Dans cette phase du processus, même si elle ne doit pas se rendre à l’hôpital, l’esprit de Valérie est accaparé par ce projet bébé. “L’attente est interminable. Psychologiquement, ce n’est pas simple: on se pose mille questions, on se demande si la grossesse va prendre. C’est difficile d’avoir la tête dans le travail dans ces moments-là”.
Fausses couches et grossesse extra-utérine
Avec les FIV, Valérie tombe enceinte quatre fois, mais aucune de ces grossesses n’arrive à terme. “J’ai fait trois fausses couches avec curetage… Et une grossesse extra-utérine, traitée avec un type de chimiothérapie. Cette période a été très, très difficile à vivre. Les mots ne sont pas assez forts pour exprimer ce que j’ai ressenti. Je pense que personne n’est prêt pour ça et je regrette de ne pas avoir été davantage suivie psychologiquement parce qu’à force, ça rend un peu fou. Les rendez-vous médicaux, le fait de ne pas boire d’alcool, de gérer les attentes et les déceptions: j’ai fini par être vraiment à bout. Ma vie était conditionnée par la PMA: c’était tout mon projet de vie. Cela m’imposait une hygiène de vie et des contraintes qui faisaient que j’y pensais tout le temps”.
L’impossible match?
“L’équipe médicale qui m’a suivie a été super, nous raconte Valérie. Mais honnêtement, côté boulot, c’était l’enfer. Je pense que la PMA était vraiment incompatible avec mon job, ma boîte. Je n’ai pas osé parler avec mon boss de ce que je vivais parce que je n’étais chez eux que depuis un an et que je n’avais pas encore fait mes preuves”.
Je n’ai pas osé parler avec mon boss de ce que je vivais
Valérie ne se sent pas à l’aise et redoute une réaction négative de son employeur. “C’était une équipe très masculine, très carriériste, je me suis dit que je ne serais pas comprise”. Elle camoufle tant bien que mal ses rendez-vous à l’hôpital, mais ses absences répétées finissent par agacer. “Je n’arrivais plus à couvrir ces absences, les excuses devenaient difficiles à trouver. Au bout d’un moment, mon employeur m’a dit qu’il ne pouvait pas garder quelqu’un sur qui il ne pouvait plus compter, et il m’a licenciée. Je peux le comprendre, il s’agissait d’une PME, je les mettais en péril”.
Transformée pour toujours
Si elle comprend la décision de son employeur, Valérie se demande ce qui aurait pu se dérouler autrement. “En fait, je trouve qu’il devrait exister un système, peut-être une compensation, qui permettrait aux personnes en parcours PMA de s’absenter sans que cela ne pénalise l’employeur”.
Au bout de six mois de PMA, Valérie se retrouve donc sans emploi.
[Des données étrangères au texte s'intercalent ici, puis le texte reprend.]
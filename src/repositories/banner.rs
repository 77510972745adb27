//! Shared repository for image-only collections (providers, sliders)

use async_trait::async_trait;
use chrono::Utc;
use sqlx::{sqlite::SqliteRow, Pool, Row, Sqlite};
use uuid::Uuid;

use super::traits::Repository;
use super::{now_string, row_datetime, row_uuid};
use crate::errors::{RepositoryError, RepositoryResult};
use crate::models::{Banner, BannerCreateRequest, BannerKind, BannerUpdateRequest};
use crate::utils;

/// Repository scoped to one [`BannerKind`]
///
/// Rows of other kinds are invisible through this repository, including
/// by id.
#[derive(Clone)]
pub struct BannerRepository {
    pool: Pool<Sqlite>,
    kind: BannerKind,
}

impl BannerRepository {
    pub fn new(pool: Pool<Sqlite>, kind: BannerKind) -> Self {
        Self { pool, kind }
    }

    fn map_row(&self, row: &SqliteRow) -> RepositoryResult<Banner> {
        Ok(Banner {
            id: row_uuid(row, "id")?,
            kind: self.kind,
            image_url: row.try_get("image_url")?,
            created_at: row_datetime(row, "created_at")?,
            updated_at: row_datetime(row, "updated_at")?,
        })
    }

    async fn require(&self, id: Uuid) -> RepositoryResult<Banner> {
        self.find_by_id(id).await?.ok_or_else(|| {
            RepositoryError::record_not_found(self.kind.as_str(), "id", id.to_string())
        })
    }
}

#[async_trait]
impl Repository<Banner, Uuid> for BannerRepository {
    type CreateRequest = BannerCreateRequest;
    type UpdateRequest = BannerUpdateRequest;
    type Query = ();

    async fn find_by_id(&self, id: Uuid) -> RepositoryResult<Option<Banner>> {
        let row = sqlx::query(
            "SELECT id, image_url, created_at, updated_at FROM banners WHERE id = ? AND kind = ?",
        )
        .bind(id.to_string())
        .bind(self.kind.as_str())
        .fetch_optional(&self.pool)
        .await?;
        row.as_ref().map(|r| self.map_row(r)).transpose()
    }

    async fn find_all(&self, _query: ()) -> RepositoryResult<Vec<Banner>> {
        let rows = sqlx::query(
            "SELECT id, image_url, created_at, updated_at FROM banners WHERE kind = ?
             ORDER BY created_at DESC, rowid DESC",
        )
        .bind(self.kind.as_str())
        .fetch_all(&self.pool)
        .await?;
        rows.iter().map(|r| self.map_row(r)).collect()
    }

    async fn create(&self, request: BannerCreateRequest) -> RepositoryResult<Banner> {
        let now = now_string();
        let id = Uuid::new_v4();

        sqlx::query(
            "INSERT INTO banners (id, kind, image_url, created_at, updated_at) VALUES (?, ?, ?, ?, ?)",
        )
        .bind(id.to_string())
        .bind(self.kind.as_str())
        .bind(&request.image_url)
        .bind(&now)
        .bind(&now)
        .execute(&self.pool)
        .await
        .map_err(RepositoryError::from_write)?;

        self.require(id).await
    }

    async fn update(&self, id: Uuid, request: BannerUpdateRequest) -> RepositoryResult<Banner> {
        let mut banner = self.require(id).await?;

        if let Some(image_url) = request.image_url {
            banner.image_url = image_url;
        }
        banner.updated_at = Utc::now();

        sqlx::query("UPDATE banners SET image_url = ?, updated_at = ? WHERE id = ? AND kind = ?")
            .bind(&banner.image_url)
            .bind(utils::format_datetime(&banner.updated_at))
            .bind(id.to_string())
            .bind(self.kind.as_str())
            .execute(&self.pool)
            .await
            .map_err(RepositoryError::from_write)?;

        Ok(banner)
    }

    async fn delete(&self, id: Uuid) -> RepositoryResult<Banner> {
        let banner = self.require(id).await?;
        sqlx::query("DELETE FROM banners WHERE id = ? AND kind = ?")
            .bind(id.to_string())
            .bind(self.kind.as_str())
            .execute(&self.pool)
            .await?;
        Ok(banner)
    }

    async fn count(&self, _query: ()) -> RepositoryResult<u64> {
        let count: i64 = sqlx::query_scalar("SELECT COUNT(*) FROM banners WHERE kind = ?")
            .bind(self.kind.as_str())
            .fetch_one(&self.pool)
            .await?;
        Ok(count as u64)
    }
}

#[cfg(test)]
mod tests {
    use super::*;
    use crate::repositories::test_pool;

    #[tokio::test]
    async fn test_kinds_are_isolated() {
        let pool = test_pool().await;
        let sliders = BannerRepository::new(pool.clone(), BannerKind::Slider);
        let providers = BannerRepository::new(pool, BannerKind::Provider);

        let slide = sliders
            .create(BannerCreateRequest {
                image_url: "/uploads/slide.png".to_string(),
            })
            .await
            .unwrap();

        assert_eq!(sliders.count(()).await.unwrap(), 1);
        assert_eq!(providers.count(()).await.unwrap(), 0);
        assert!(providers.find_by_id(slide.id).await.unwrap().is_none());
        assert!(matches!(
            providers.delete(slide.id).await,
            Err(RepositoryError::RecordNotFound { .. })
        ));
        assert!(sliders.exists(slide.id).await.unwrap());
    }
}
Le temps passe, et son conjoint la pousse à chercher un autre boulot. “Personnellement, je me sentais physiquement et psychologiquement incapable de mener la PMA et une vie professionnelle de front”. Valérie finit par écrire une lettre à son compagnon pour lui exprimer ce qu’elle a sur le cœur: “Je lui ai dit que j’étais prête à retravailler, mais qu’alors je ne pouvais pas continuer la PMA. Parce que je n’en pouvais plus”. Suite à cet aveu, son compagnon se ferme complètement. “Il m’a dit qu’il n’avait plus confiance, que j’avais tout gâché. Petit à petit, notre relation s’est détériorée et ça a fini par se terminer”.
Et aujourd’hui?
Valérie s’est reconstruite, mais elle garde les traces d’une histoire qui l’a bouleversée et transformée à jamais: “Je me sens un peu anesthésiée. Et côté boulot, j’ai quand même perdu deux ans et demi de carrière… Que personne ne pourra me rendre”.